• [WHAT IS EXPECTED]:
Search the listing below for lines containing the string "which". Reply with their count only.
[RECORDS SUPPLIED — start]
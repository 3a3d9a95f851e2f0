//! Repair request lifecycle.
//!
//! A request starts out `pending` and is moved by explicit admin actions:
//!
//! ```text
//! pending ──► confirmed ──► completed
//!    │                         ▲
//!    ├─────────────────────────┘
//!    └──► rejected
//! ```
//!
//! `rejected` and `completed` are terminal. Nothing moves backwards.

use serde::{Deserialize, Serialize};
use thiserror::Error;

/// Status of a repair request.
#[derive(Debug, Clone, Copy, PartialEq, Eq, Hash, Serialize, Deserialize, Default)]
#[serde(rename_all = "lowercase")]
pub enum RepairStatus {
    /// Submitted, awaiting an admin decision.
    #[default]
    Pending,
    /// Accepted by an admin; work is scheduled.
    Confirmed,
    /// Declined by an admin, with a reason.
    Rejected,
    /// Work finished.
    Completed,
}

/// Error returned when parsing an unknown status string.
#[derive(Debug, Clone, PartialEq, Eq, Error)]
#[error("invalid repair status: {0}")]
pub struct ParseStatusError(pub String);

impl RepairStatus {
    /// All statuses, in lifecycle order.
    pub const ALL: [Self; 4] = [
        Self::Pending,
        Self::Confirmed,
        Self::Rejected,
        Self::Completed,
    ];

    /// The lowercase name stored in the database and sent over the wire.
    #[must_use]
    pub const fn as_str(self) -> &'static str {
        match self {
            Self::Pending => "pending",
            Self::Confirmed => "confirmed",
            Self::Rejected => "rejected",
            Self::Completed => "completed",
        }
    }

    /// Whether an admin action may move a request from `self` to `next`.
    #[must_use]
    pub const fn can_transition_to(self, next: Self) -> bool {
        matches!(
            (self, next),
            (Self::Pending, Self::Confirmed | Self::Rejected | Self::Completed)
                | (Self::Confirmed, Self::Completed)
        )
    }

    /// Statuses from which a request may legally move into `self`.
    ///
    /// Empty for `Pending`, which is only ever assigned on creation.
    #[must_use]
    pub fn predecessors(self) -> Vec<Self> {
        Self::ALL
            .into_iter()
            .filter(|from| from.can_transition_to(self))
            .collect()
    }

    /// Whether no further transition is defined from this status.
    #[must_use]
    pub fn is_terminal(self) -> bool {
        !Self::ALL.into_iter().any(|next| self.can_transition_to(next))
    }
}

impl std::fmt::Display for RepairStatus {
    fn fmt(&self, f: &mut std::fmt::Formatter<'_>) -> std::fmt::Result {
        f.write_str(self.as_str())
    }
}

impl std::str::FromStr for RepairStatus {
    type Err = ParseStatusError;

    fn from_str(s: &str) -> Result<Self, Self::Err> {
        match s {
            "pending" => Ok(Self::Pending),
            "confirmed" => Ok(Self::Confirmed),
            "rejected" => Ok(Self::Rejected),
            "completed" => Ok(Self::Completed),
            _ => Err(ParseStatusError(s.to_owned())),
        }
    }
}

#[cfg(test)]
#[allow(clippy::unwrap_used)]
mod tests {
    use super::*;

    #[test]
    fn test_legal_transitions() {
        assert!(RepairStatus::Pending.can_transition_to(RepairStatus::Confirmed));
        assert!(RepairStatus::Pending.can_transition_to(RepairStatus::Rejected));
        assert!(RepairStatus::Pending.can_transition_to(RepairStatus::Completed));
        assert!(RepairStatus::Confirmed.can_transition_to(RepairStatus::Completed));
    }

    #[test]
    fn test_illegal_transitions() {
        // Can't go back
        assert!(!RepairStatus::Confirmed.can_transition_to(RepairStatus::Pending));
        assert!(!RepairStatus::Completed.can_transition_to(RepairStatus::Confirmed));
        // Can't reject once confirmed
        assert!(!RepairStatus::Confirmed.can_transition_to(RepairStatus::Rejected));
        // Can't re-apply the same status
        for status in RepairStatus::ALL {
            assert!(!status.can_transition_to(status), "{status} -> {status}");
        }
        // Nothing leaves a terminal state
        for next in RepairStatus::ALL {
            assert!(!RepairStatus::Rejected.can_transition_to(next));
            assert!(!RepairStatus::Completed.can_transition_to(next));
        }
    }

    #[test]
    fn test_predecessors() {
        assert!(RepairStatus::Pending.predecessors().is_empty());
        assert_eq!(
            RepairStatus::Confirmed.predecessors(),
            vec![RepairStatus::Pending]
        );
        assert_eq!(
            RepairStatus::Rejected.predecessors(),
            vec![RepairStatus::Pending]
        );
        assert_eq!(
            RepairStatus::Completed.predecessors(),
            vec![RepairStatus::Pending, RepairStatus::Confirmed]
        );
    }

    #[test]
    fn test_terminal_states() {
        assert!(RepairStatus::Rejected.is_terminal());
        assert!(RepairStatus::Completed.is_terminal());
        assert!(!RepairStatus::Pending.is_terminal());
        assert!(!RepairStatus::Confirmed.is_terminal());
    }

    #[test]
    fn test_status_string_round_trip() {
        for status in RepairStatus::ALL {
            assert_eq!(status.as_str().parse::<RepairStatus>().unwrap(), status);
        }
        assert!("done".parse::<RepairStatus>().is_err());
        assert!("Pending".parse::<RepairStatus>().is_err());
    }

    #[test]
    fn test_status_serde_lowercase() {
        assert_eq!(
            serde_json::to_string(&RepairStatus::Confirmed).unwrap(),
            "\"confirmed\""
        );
        let status: RepairStatus = serde_json::from_str("\"rejected\"").unwrap();
        assert_eq!(status, RepairStatus::Rejected);
    }
}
[RECORDS SUPPLIED — finish]
• [ANSWER AREA]:
2